## PROBLEM DETAILS
The span to repeat in the listing below runs from the line containing "filename src/main.rs" to the line containing "let today = today_in(config.timezone);", inclusive. Repeat it exactly, and only it.
*** Opening GIVEN INFORMATION ***
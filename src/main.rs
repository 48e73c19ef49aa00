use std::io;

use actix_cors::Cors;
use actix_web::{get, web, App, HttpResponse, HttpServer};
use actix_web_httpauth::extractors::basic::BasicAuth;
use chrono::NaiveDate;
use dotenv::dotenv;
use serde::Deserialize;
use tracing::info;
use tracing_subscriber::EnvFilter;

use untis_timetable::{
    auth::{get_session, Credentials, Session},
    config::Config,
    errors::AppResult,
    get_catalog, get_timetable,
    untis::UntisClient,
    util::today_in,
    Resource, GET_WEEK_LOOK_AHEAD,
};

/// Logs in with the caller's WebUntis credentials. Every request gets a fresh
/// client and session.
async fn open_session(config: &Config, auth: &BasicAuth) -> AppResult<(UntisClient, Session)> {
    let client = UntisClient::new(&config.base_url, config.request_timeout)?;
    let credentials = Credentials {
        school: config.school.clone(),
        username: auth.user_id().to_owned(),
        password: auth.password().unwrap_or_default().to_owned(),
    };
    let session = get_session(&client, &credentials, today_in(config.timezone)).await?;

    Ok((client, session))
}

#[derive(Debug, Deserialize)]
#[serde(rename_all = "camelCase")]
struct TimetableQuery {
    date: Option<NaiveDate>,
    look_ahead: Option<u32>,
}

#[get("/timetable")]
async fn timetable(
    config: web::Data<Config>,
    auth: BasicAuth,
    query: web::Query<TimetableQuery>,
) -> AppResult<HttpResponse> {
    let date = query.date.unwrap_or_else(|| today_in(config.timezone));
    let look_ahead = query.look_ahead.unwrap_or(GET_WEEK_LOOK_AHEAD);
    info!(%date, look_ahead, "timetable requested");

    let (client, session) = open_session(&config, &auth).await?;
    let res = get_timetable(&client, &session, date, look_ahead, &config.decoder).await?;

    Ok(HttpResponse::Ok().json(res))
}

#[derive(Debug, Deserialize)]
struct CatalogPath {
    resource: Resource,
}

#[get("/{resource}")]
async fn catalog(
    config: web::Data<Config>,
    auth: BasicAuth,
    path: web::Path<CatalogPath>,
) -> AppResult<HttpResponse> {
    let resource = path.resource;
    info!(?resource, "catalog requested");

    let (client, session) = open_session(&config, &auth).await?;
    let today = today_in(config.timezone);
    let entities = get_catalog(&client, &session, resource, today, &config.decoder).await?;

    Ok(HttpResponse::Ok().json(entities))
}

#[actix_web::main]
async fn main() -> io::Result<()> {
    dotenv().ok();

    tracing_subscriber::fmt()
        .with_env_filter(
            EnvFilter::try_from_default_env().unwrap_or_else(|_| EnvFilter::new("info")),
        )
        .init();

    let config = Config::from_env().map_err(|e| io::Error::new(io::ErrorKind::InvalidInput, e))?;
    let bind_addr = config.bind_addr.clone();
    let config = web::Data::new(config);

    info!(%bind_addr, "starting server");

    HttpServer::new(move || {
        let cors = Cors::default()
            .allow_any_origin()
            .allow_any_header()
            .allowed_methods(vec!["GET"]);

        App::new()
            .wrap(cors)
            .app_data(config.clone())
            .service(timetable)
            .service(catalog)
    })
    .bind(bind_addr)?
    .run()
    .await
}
*** Closing GIVEN INFORMATION ***
*** Opening GIVEN INFORMATION ***
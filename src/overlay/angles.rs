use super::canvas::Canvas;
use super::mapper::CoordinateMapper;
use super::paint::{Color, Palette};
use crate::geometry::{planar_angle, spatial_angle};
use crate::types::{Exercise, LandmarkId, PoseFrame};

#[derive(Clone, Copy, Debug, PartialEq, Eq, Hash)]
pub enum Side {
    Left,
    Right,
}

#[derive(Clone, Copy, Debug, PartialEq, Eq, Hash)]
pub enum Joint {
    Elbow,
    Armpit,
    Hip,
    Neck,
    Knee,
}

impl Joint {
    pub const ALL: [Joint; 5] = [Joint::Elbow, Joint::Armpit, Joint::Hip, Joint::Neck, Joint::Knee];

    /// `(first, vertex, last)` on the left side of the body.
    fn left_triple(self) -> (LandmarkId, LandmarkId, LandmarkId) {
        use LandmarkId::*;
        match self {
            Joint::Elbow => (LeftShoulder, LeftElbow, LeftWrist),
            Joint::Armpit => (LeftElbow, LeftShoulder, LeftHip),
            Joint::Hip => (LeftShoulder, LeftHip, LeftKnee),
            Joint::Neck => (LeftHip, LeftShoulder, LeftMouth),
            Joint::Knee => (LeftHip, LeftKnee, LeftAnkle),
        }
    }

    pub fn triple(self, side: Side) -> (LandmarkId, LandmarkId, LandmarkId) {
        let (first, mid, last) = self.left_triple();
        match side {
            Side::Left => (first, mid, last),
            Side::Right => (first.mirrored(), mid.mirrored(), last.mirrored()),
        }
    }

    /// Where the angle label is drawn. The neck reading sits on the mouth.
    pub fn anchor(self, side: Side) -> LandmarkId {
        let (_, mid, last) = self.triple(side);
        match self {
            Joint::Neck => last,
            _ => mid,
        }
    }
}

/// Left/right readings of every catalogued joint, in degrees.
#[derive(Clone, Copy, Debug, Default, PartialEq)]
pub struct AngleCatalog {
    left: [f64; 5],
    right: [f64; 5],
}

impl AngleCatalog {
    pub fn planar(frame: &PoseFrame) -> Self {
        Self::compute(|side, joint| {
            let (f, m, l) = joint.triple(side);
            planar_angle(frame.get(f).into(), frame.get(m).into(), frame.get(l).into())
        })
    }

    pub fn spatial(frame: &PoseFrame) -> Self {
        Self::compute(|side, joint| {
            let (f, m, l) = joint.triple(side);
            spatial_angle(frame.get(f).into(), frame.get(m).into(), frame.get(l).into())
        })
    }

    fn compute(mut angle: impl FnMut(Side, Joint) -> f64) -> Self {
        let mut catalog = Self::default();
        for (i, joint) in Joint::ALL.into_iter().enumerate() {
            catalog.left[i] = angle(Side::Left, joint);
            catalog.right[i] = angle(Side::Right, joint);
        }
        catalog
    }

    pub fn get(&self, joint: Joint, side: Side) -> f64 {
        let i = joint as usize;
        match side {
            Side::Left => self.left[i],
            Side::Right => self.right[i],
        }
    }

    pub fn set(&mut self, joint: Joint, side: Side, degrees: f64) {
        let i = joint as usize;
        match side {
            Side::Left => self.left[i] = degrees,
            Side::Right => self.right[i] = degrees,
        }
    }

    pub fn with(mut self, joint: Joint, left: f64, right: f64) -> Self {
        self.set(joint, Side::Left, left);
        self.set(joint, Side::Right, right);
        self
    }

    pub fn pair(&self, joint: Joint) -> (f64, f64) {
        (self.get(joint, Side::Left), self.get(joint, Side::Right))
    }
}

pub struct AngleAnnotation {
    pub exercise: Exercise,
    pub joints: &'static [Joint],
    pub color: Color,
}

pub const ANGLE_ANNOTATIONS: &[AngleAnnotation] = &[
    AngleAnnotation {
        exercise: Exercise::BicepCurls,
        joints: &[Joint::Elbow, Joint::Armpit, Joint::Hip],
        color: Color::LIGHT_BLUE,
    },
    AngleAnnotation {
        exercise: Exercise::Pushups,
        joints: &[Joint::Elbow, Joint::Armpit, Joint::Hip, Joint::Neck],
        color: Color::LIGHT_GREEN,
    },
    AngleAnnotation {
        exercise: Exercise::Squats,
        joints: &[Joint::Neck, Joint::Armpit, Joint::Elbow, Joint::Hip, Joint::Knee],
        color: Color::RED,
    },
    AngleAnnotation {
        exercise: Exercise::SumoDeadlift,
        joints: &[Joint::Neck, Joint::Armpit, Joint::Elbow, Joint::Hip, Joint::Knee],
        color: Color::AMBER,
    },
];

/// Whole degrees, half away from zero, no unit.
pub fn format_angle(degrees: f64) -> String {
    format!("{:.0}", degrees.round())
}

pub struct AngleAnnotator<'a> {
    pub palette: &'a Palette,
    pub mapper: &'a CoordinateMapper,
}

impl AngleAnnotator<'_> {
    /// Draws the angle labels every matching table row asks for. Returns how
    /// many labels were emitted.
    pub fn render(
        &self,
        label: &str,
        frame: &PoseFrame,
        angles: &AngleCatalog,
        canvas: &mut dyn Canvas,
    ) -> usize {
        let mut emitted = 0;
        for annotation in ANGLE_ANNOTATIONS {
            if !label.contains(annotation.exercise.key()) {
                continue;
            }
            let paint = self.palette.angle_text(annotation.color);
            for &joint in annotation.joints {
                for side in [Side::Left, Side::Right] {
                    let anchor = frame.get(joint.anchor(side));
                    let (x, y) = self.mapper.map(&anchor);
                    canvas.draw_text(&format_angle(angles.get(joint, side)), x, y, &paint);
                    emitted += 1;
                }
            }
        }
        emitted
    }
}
*** Closing GIVEN INFORMATION ***
## ANSWER SECTION
filename src/main.rs
repository 48e73c19ef49aa00
use std::io;

use actix_cors::Cors;
use actix_web::{get, web, App, HttpResponse, HttpServer};
use actix_web_httpauth::extractors::basic::BasicAuth;
use chrono::NaiveDate;
use dotenv::dotenv;
use serde::Deserialize;
use tracing::info;
use tracing_subscriber::EnvFilter;

use untis_timetable::{
    auth::{get_session, Credentials, Session},
    config::Config,
    errors::AppResult,
    get_catalog, get_timetable,
    untis::UntisClient,
    util::today_in,
    Resource, GET_WEEK_LOOK_AHEAD,
};

/// Logs in with the caller's WebUntis credentials. Every request gets a fresh
/// client and session.
async fn open_session(config: &Config, auth: &BasicAuth) -> AppResult<(UntisClient, Session)> {
    let client = UntisClient::new(&config.base_url, config.request_timeout)?;
    let credentials = Credentials {
        school: config.school.clone(),
        username: auth.user_id().to_owned(),
        password: auth.password().unwrap_or_default().to_owned(),
    };
    let session = get_session(&client, &credentials, today_in(config.timezone)).await?;

    Ok((client, session))
}

#[derive(Debug, Deserialize)]
#[serde(rename_all = "camelCase")]
struct TimetableQuery {
    date: Option<NaiveDate>,
    look_ahead: Option<u32>,
}

#[get("/timetable")]
async fn timetable(
    config: web::Data<Config>,
    auth: BasicAuth,
    query: web::Query<TimetableQuery>,
) -> AppResult<HttpResponse> {
    let date = query.date.unwrap_or_else(|| today_in(config.timezone));
    let look_ahead = query.look_ahead.unwrap_or(GET_WEEK_LOOK_AHEAD);
    info!(%date, look_ahead, "timetable requested");

    let (client, session) = open_session(&config, &auth).await?;
    let res = get_timetable(&client, &session, date, look_ahead, &config.decoder).await?;

    Ok(HttpResponse::Ok().json(res))
}

#[derive(Debug, Deserialize)]
struct CatalogPath {
    resource: Resource,
}

#[get("/{resource}")]
async fn catalog(
    config: web::Data<Config>,
    auth: BasicAuth,
    path: web::Path<CatalogPath>,
) -> AppResult<HttpResponse> {
    let resource = path.resource;
    info!(?resource, "catalog requested");

    let (client, session) = open_session(&config, &auth).await?;
    let today = today_in(config.timezone);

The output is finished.